MATERIAL FOR THE TASK

▼▼▼

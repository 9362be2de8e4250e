//! CMOS memory and the real-time clock.
//!
//! Some chipsets need a pause between selecting a CMOS register and reading
//! it. Bring-up searches for the shortest pause that returns a plausible and
//! stable month, and every later access uses that pause.

use bitflags::bitflags;
use snafu::{Snafu, ensure};

use super::poll_until;
use crate::{
    config::{CMOS_MAX_IO_DELAY, CMOS_UPDATE_POLL_LIMIT},
    device::{Device, DeviceData, DeviceStatus, Initialize},
    heap::Heap,
    io::PortIo,
};

const INDEX: u16 = 0x70;
const DATA: u16 = 0x71;

#[derive(Debug, Clone, Copy, PartialEq, Eq)]
struct Register(u8);

impl Register {
    const SECONDS: Self = Self(0x00);
    const MINUTES: Self = Self(0x02);
    const HOURS: Self = Self(0x04);
    const DAY_OF_WEEK: Self = Self(0x06);
    const DAY_OF_MONTH: Self = Self(0x07);
    const MONTH: Self = Self(0x08);
    const YEAR: Self = Self(0x09);
    const STATUS_A: Self = Self(0x0a);
    const STATUS_B: Self = Self(0x0b);
}

bitflags! {
    #[derive(Debug, Clone, Copy, PartialEq, Eq)]
    struct StatusA : u8 {
        const UPDATE_IN_PROGRESS = 1 << 7;
    }

    #[derive(Debug, Clone, Copy, PartialEq, Eq)]
    struct StatusB : u8 {
        const HOUR_24 = 1 << 1;
        const BINARY = 1 << 2;
    }
}

const HOUR_PM: u8 = 0x80;

#[derive(Debug, Clone, Copy, PartialEq, Eq, Snafu)]
pub enum CmosError {
    #[snafu(display("RTC update did not finish"))]
    UpdateTimeout,
}

/// What bring-up learned about the CMOS.
#[derive(Debug, Clone, Copy, PartialEq, Eq)]
pub struct CmosData {
    pub io_delay: u16,
    pub bcd: bool,
    pub twelve_hour: bool,
}

/// A decoded RTC reading. The year is the two-digit year of the century.
#[derive(Debug, Clone, Copy, PartialEq, Eq)]
pub struct RtcTime {
    pub second: u8,
    pub minute: u8,
    pub hour: u8,
    pub day_of_week: u8,
    pub day_of_month: u8,
    pub month: u8,
    pub year: u8,
}

fn bcd_to_binary(value: u8) -> u8 {
    (value >> 4) * 10 + (value & 0x0f)
}

/// Accepts months in both binary and BCD encoding.
fn is_plausible_month(raw: u8) -> bool {
    matches!(raw, 0x01..=0x0c | 0x10..=0x12)
}

#[derive(Debug)]
pub struct Cmos<P> {
    ports: P,
    io_delay: u16,
}

impl<P> Cmos<P>
where
    P: PortIo,
{
    pub fn new(ports: P) -> Self {
        Self { ports, io_delay: 0 }
    }

    /// Uses the pause found by an earlier bring-up.
    pub fn with_data(ports: P, data: &CmosData) -> Self {
        Self {
            ports,
            io_delay: data.io_delay,
        }
    }

    fn read(&mut self, reg: Register) -> u8 {
        self.ports.write_u8(INDEX, reg.0);
        self.ports.io_delay(self.io_delay);
        self.ports.read_u8(DATA)
    }

    fn update_in_progress(&mut self) -> bool {
        StatusA::from_bits_retain(self.read(Register::STATUS_A))
            .contains(StatusA::UPDATE_IN_PROGRESS)
    }

    fn wait_for_update(&mut self) -> Result<(), CmosError> {
        let done = poll_until(CMOS_UPDATE_POLL_LIMIT, || !self.update_in_progress());
        ensure!(done, UpdateTimeoutSnafu);
        Ok(())
    }

    /// Reads the current date and time.
    pub fn read_time(&mut self, data: &CmosData) -> Result<RtcTime, CmosError> {
        self.wait_for_update()?;
        let decode = |value: u8| if data.bcd { bcd_to_binary(value) } else { value };

        let second = decode(self.read(Register::SECONDS));
        let minute = decode(self.read(Register::MINUTES));
        let raw_hour = self.read(Register::HOURS);
        let day_of_week = decode(self.read(Register::DAY_OF_WEEK));
        let day_of_month = decode(self.read(Register::DAY_OF_MONTH));
        let month = decode(self.read(Register::MONTH));
        let year = decode(self.read(Register::YEAR));

        let mut hour = decode(raw_hour & !HOUR_PM);
        if data.twelve_hour {
            let pm = raw_hour & HOUR_PM != 0;
            hour %= 12;
            if pm {
                hour += 12;
            }
        }

        Ok(RtcTime {
            second,
            minute,
            hour,
            day_of_week,
            day_of_month,
            month,
            year,
        })
    }
}

impl<'h, P> Initialize<'h> for Cmos<P>
where
    P: PortIo,
{
    fn init(&mut self, heap: &'h Heap, device: &mut Device<'h>) -> DeviceStatus {
        for io_delay in 0..CMOS_MAX_IO_DELAY {
            self.io_delay = io_delay;
            if self.wait_for_update().is_err() {
                return DeviceStatus::NotPresent;
            }
            let month = self.read(Register::MONTH);
            if !is_plausible_month(month) || self.read(Register::MONTH) != month {
                continue;
            }

            let status_b = StatusB::from_bits_retain(self.read(Register::STATUS_B));
            debug!("CMOS: I/O delay {io_delay}, status B {:#04x}", status_b.bits());
            return device.complete(
                heap,
                DeviceData::Cmos(CmosData {
                    io_delay,
                    bcd: !status_b.contains(StatusB::BINARY),
                    twelve_hour: !status_b.contains(StatusB::HOUR_24),
                }),
            );
        }
        DeviceStatus::Faulty
    }
}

▲▲▲

WORK REQUIRED
Every entry above must be copied exactly.

WRITTEN ANSWER
repository 9362be2de8e4250e
//! CMOS memory and the real-time clock.
//!
//! Some chipsets need a pause between selecting a CMOS register and reading
//! it. Bring-up searches for the shortest pause that returns a plausible and
//! stable month, and every later access uses that pause.

use bitflags::bitflags;
use snafu::{Snafu, ensure};

use super::poll_until;
use crate::{
    config::{CMOS_MAX_IO_DELAY, CMOS_UPDATE_POLL_LIMIT},
    device::{Device, DeviceData, DeviceStatus, Initialize},
    heap::Heap,
    io::PortIo,
};

const INDEX: u16 = 0x70;
const DATA: u16 = 0x71;

#[derive(Debug, Clone, Copy, PartialEq, Eq)]
struct Register(u8);

impl Register {
    const SECONDS: Self = Self(0x00);
    const MINUTES: Self = Self(0x02);
    const HOURS: Self = Self(0x04);
    const DAY_OF_WEEK: Self = Self(0x06);
    const DAY_OF_MONTH: Self = Self(0x07);
    const MONTH: Self = Self(0x08);
    const YEAR: Self = Self(0x09);
    const STATUS_A: Self = Self(0x0a);
    const STATUS_B: Self = Self(0x0b);
}

bitflags! {
    #[derive(Debug, Clone, Copy, PartialEq, Eq)]
    struct StatusA : u8 {
        const UPDATE_IN_PROGRESS = 1 << 7;
    }

    #[derive(Debug, Clone, Copy, PartialEq, Eq)]
    struct StatusB : u8 {
        const HOUR_24 = 1 << 1;
        const BINARY = 1 << 2;
    }
}

const HOUR_PM: u8 = 0x80;

#[derive(Debug, Clone, Copy, PartialEq, Eq, Snafu)]
pub enum CmosError {
    #[snafu(display("RTC update did not finish"))]
    UpdateTimeout,
}

/// What bring-up learned about the CMOS.
#[derive(Debug, Clone, Copy, PartialEq, Eq)]
pub struct CmosData {
    pub io_delay: u16,
    pub bcd: bool,
    pub twelve_hour: bool,
}

/// A decoded RTC reading. The year is the two-digit year of the century.
#[derive(Debug, Clone, Copy, PartialEq, Eq)]
pub struct RtcTime {
    pub second: u8,
    pub minute: u8,
    pub hour: u8,
    pub day_of_week: u8,
    pub day_of_month: u8,
    pub month: u8,
    pub year: u8,
}

fn bcd_to_binary(value: u8) -> u8 {
    (value >> 4) * 10 + (value & 0x0f)
}

/// Accepts months in both binary and BCD encoding.
fn is_plausible_month(raw: u8) -> bool {
    matches!(raw, 0x01..=0x0c | 0x10..=0x12)
}

#[derive(Debug)]
pub struct Cmos<P> {
    ports: P,
    io_delay: u16,
}

impl<P> Cmos<P>
where
    P: PortIo,
{
    pub fn new(ports: P) -> Self {
        Self { ports, io_delay: 0 }
    }

    /// Uses the pause found by an earlier bring-up.
    pub fn with_data(ports: P, data: &CmosData) -> Self {
        Self {
            ports,
            io_delay: data.io_delay,
        }
    }

    fn read(&mut self, reg: Register) -> u8 {
        self.ports.write_u8(INDEX, reg.0);
        self.ports.io_delay(self.io_delay);
        self.ports.read_u8(DATA)
    }

    fn update_in_progress(&mut self) -> bool {
        StatusA::from_bits_retain(self.read(Register::STATUS_A))
            .contains(StatusA::UPDATE_IN_PROGRESS)
    }

    fn wait_for_update(&mut self) -> Result<(), CmosError> {
        let done = poll_until(CMOS_UPDATE_POLL_LIMIT, || !self.update_in_progress());
        ensure!(done, UpdateTimeoutSnafu);
        Ok(())
    }

    /// Reads the current date and time.
    pub fn read_time(&mut self, data: &CmosData) -> Result<RtcTime, CmosError> {
        self.wait_for_update()?;
        let decode = |value: u8| if data.bcd { bcd_to_binary(value) } else { value };

        let second = decode(self.read(Register::SECONDS));
        let minute = decode(self.read(Register::MINUTES));
        let raw_hour = self.read(Register::HOURS);
        let day_of_week = decode(self.read(Register::DAY_OF_WEEK));
        let day_of_month = decode(self.read(Register::DAY_OF_MONTH));
        let month = decode(self.read(Register::MONTH));
        let year = decode(self.read(Register::YEAR));

        let mut hour = decode(raw_hour & !HOUR_PM);
        if data.twelve_hour {
            let pm = raw_hour & HOUR_PM != 0;
            hour %= 12;
            if pm {
                hour += 12;
            }
        }

        Ok(RtcTime {
            second,
            minute,
            hour,
            day_of_week,
            day_of_month,
            month,
            year,
        })
    }
}

impl<'h, P> Initialize<'h> for Cmos<P>
where
    P: PortIo,
{
    fn init(&mut self, heap: &'h Heap, device: &mut Device<'h>) -> DeviceStatus {
        for io_delay in 0..CMOS_MAX_IO_DELAY {
            self.io_delay = io_delay;
            if self.wait_for_update().is_err() {
                return DeviceStatus::NotPresent;
            }
            let month = self.read(Register::MONTH);
            if !is_plausible_month(month) || self.read(Register::MONTH) != month {
                continue;
            }

            let status_b = StatusB::from_bits_retain(self.read(Register::STATUS_B));
            debug!("CMOS: I/O delay {io_delay}, status B {:#04x}", status_b.bits());
            return device.complete(
                heap,
                DeviceData::Cmos(CmosData {
                    io_delay,
                    bcd: !status_b.contains(StatusB::BINARY),
                    twelve_hour: !status_b.contains(StatusB::HOUR_24),
                }),
            );
        }
        DeviceStatus::Faulty
    }
}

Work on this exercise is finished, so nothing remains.